Published in ENDS Report 443, p. 52, 20 December, 2011.

On Europe and the environment, Cameron and Osborne have advanced arguments in the past month that will only serve to drive a wedge between the Coalition parties.

The law of unintended consequences catches up with all political leaders eventually. In the past month it has caught up with both David Cameron and George Osborne.

Rescuing the Conservative Party from the political margins into which Mrs Thatcher’s successors marched it has been their project. Their method was simple. They set out to render their party’s increasingly nasty instincts invisible with a comforting cloak of green compassion. It nearly succeeded.

So polished was their performance in the dog days of a tired Labour government whose deceits were catching up with it, that it silenced the relentless baying of the reactionary rump that made John Major’s life such a misery. Few noticed the rump quietly growing into a tumour three times its previous size.

The prospect of power is a potent discipline for politicians. As with Labour’s left in the Blair years in opposition, Cameron’s right were content to bide their time in the hope of electoral victory. At which point they always intended to act exactly as they are now doing.

Their hopes were dashed with the unwelcome arrival of the Coalition. Ever since, the rumblings from the backbenches have grown louder and the tumour has now become malignant.

In the space of a month, both the prime minister and the chancellor have been trapped by it, into advancing arguments that work better in party backrooms than they do in the full light of day.
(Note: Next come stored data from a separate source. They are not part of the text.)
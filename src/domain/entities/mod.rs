//! Core domain entities.
//!
//! - [`ShortUrlRecord`] - A persisted long URL ↔ short code mapping
//! - [`NewShortUrl`] - Input for creating a record (clicks always start at zero)

pub mod short_url;

pub use short_url::{NewShortUrl, ShortUrlRecord};
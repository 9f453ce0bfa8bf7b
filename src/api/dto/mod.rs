//! Data Transfer Objects for API requests and responses.

pub mod health;
pub mod shorten;
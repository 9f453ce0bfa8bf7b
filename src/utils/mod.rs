//! Utility functions for code generation, URL validation, and request handling.
//!
//! - [`code_generator`] - Random short code generation
//! - [`url_validator`] - Syntactic long URL validation
//! - [`request_host`] - Public host extraction from HTTP headers
//! - [`db_error`] - SQLx error classification

pub mod code_generator;
pub mod db_error;
pub mod request_host;
pub mod url_validator;
//! Domain layer containing the short URL entity and the store contract.
//!
//! # Architecture
//!
//! - [`entities`] - Core business data structures
//! - [`repositories`] - Data access trait definitions
//!
//! # Design Principles
//!
//! - Domain layer has no dependencies on infrastructure or presentation layers
//! - Repository traits define contracts implemented by infrastructure layer
//! - Business logic is encapsulated in services (see [`crate::application::services`])

pub mod entities;
pub mod repositories;
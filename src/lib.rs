#![cfg_attr(docsrs, feature(doc_cfg))]

//! # portstat
//!
//! Estimates, per outbound TCP connection tuple, how close the local
//! ephemeral port pool is to exhaustion, by reading the kernel socket tables
//! once per snapshot.
//!
//! A tuple is `localIP->remoteIP:remotePort`. The kernel needs a distinct
//! local port for every socket of a tuple, so each in-range local port held
//! by the tuple, or by a listener on the same local IP, takes one port out of
//! the pool that tuple can still use. When that count reaches zero, new
//! connections to the same destination fail with "cannot assign requested
//! address".
//!
//! ## Quick Start
//!
//! ```no_run
//! use portstat::{Config, ProcFs, Snapshot};
//!
//! let snapshot = Snapshot::take(&Config::new().top_n(5), &ProcFs::default())?;
//! for counter in &snapshot {
//!     println!(
//!         "{} used={} available={}",
//!         counter.connect_id, counter.used_ports, counter.available_ports
//!     );
//! }
//! # Ok::<(), portstat::Error>(())
//! ```
//!
//! ## Features
//!
//! - `serde-support` - Enable serialization support for the public data types

mod error;
mod types;

pub mod codec;
pub mod monitor;
pub mod range;
pub mod render;
pub mod select;
pub mod snapshot;
pub mod socket;
pub mod source;

// Re-export core types
pub use error::{Error, Result};
pub use types::{AddressFamily, PortCounter, SocketState};

pub use monitor::PortMonitor;
pub use range::EphemeralRange;
pub use render::OutputFormat;
pub use snapshot::{Config, Snapshot};
pub use source::{ProcFs, ProcSource, SocketTable};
Not only that, but they have now both adopted policies that will accomplish exactly the reverse of their supposed purpose. Isolating Britain in Europe will expose rather than protect the City. The manic attack the chancellor is sponsoring on the environment will inhibit rather than accelerate growth.

The prime minister’s deployment of the nuclear veto was not to beat off a devastating attack on the City’s primacy in financial services. No such attack was under way and in any case, plenty of safeguards were available to be negotiated. The prime minister was right, however, to argue he had no choice.

But what he really had no choice about was to agree to a treaty change of any kind. That would have compelled him either to face down his Euro-sceptics in the national interest, or hold a referendum that he might lose. Faced with this unwelcome dilemma and uncertain that he could carry the day in either case, he chose to use the veto to escape. This was more Houdini than Churchill.

The consequent loss of British influence across the board on European decision-making means the City is now actually more vulnerable to policy decisions in Brussels than it would have been had the UK joined the other 26 countries.

The chancellor has had a choice. He could have painted his drive for growth green and made the transition to a low-carbon economy a compelling narrative that would bind up the Coalition and, by improving energy efficiency and getting us off the oil hook, be very good for business.

Instead, he has chosen to launch a totally gratuitous attack on the environment and drive another wedge into the bonds that hold the Coalition together.

His language on the environment in his Autumn Statement set a new standard for callow ignorance. The environment, he implies, will price British business out of world markets. We must not “burden them [businesses] with endless social and environmental goals”. Regulations must not be allowed to place “ridiculous costs on British business”.

It is doing none of these things. British businesses, especially the more successful, Tesco for example, have taken on social and environmental goals, because there is a strong business case for doing so. Their customers demand social responsibility and reducing environmental impacts cuts costs. The emergence of corporate social responsibility departments in a growing number of companies is not driven by government but by customers.

There is no evidence that the planning system inhibits growth. Indeed, as the National Trust has made clear, well over 90% of planning applications are approved, mostly within a year. The chancellor would find it very difficult to come up with many examples of major infrastructure projects that have been prevented by the planning system. What killed nuclear power in the Thatcher years, as it looks increasingly likely to do again, was lousy economics, not public inquiries.

What the planning system has actually done for big projects is act as a relief valve for political pressures. It has filled some of the democratic deficit left by a Parliament with no real power to change the government’s mind on anything. Take away that pressure valve, as the chancellor wishes, and the result will be to slow rather than accelerate growth.

I met one planning lawyer recently who was rubbing his hands in glee at the prospects for litigation opened up by reducing 1,000 pages of carefully drafted guidance to 50-odd pages of ambiguous text.

The chancellor is not stupid. He knows the environment is not really the obstacle to growth he is pretending. But like his boss, he has to placate the baying hounds behind him in the House.

In his case, they are increasingly anxious about the failure of growth to appear or look like appearing any time soon. Since the failure cannot be his fault, someone must be found whose fault it is. The environment, like Europe, is a convenient scapegoat.

None of this is good for business, especially in turbulent times. Government policy that evolves over time in a predictable way is far better for business, and much more likely to assist growth, than radical lurches that work a lot better in the headlines than they do in the marketplace.

Messers. Cameron and Osborne are certainly in office, and for the time being, also in power, but they are both now dancing to an ugly tune played by right wing zealots. It is a tune that bodes no good for either the environment or the economy.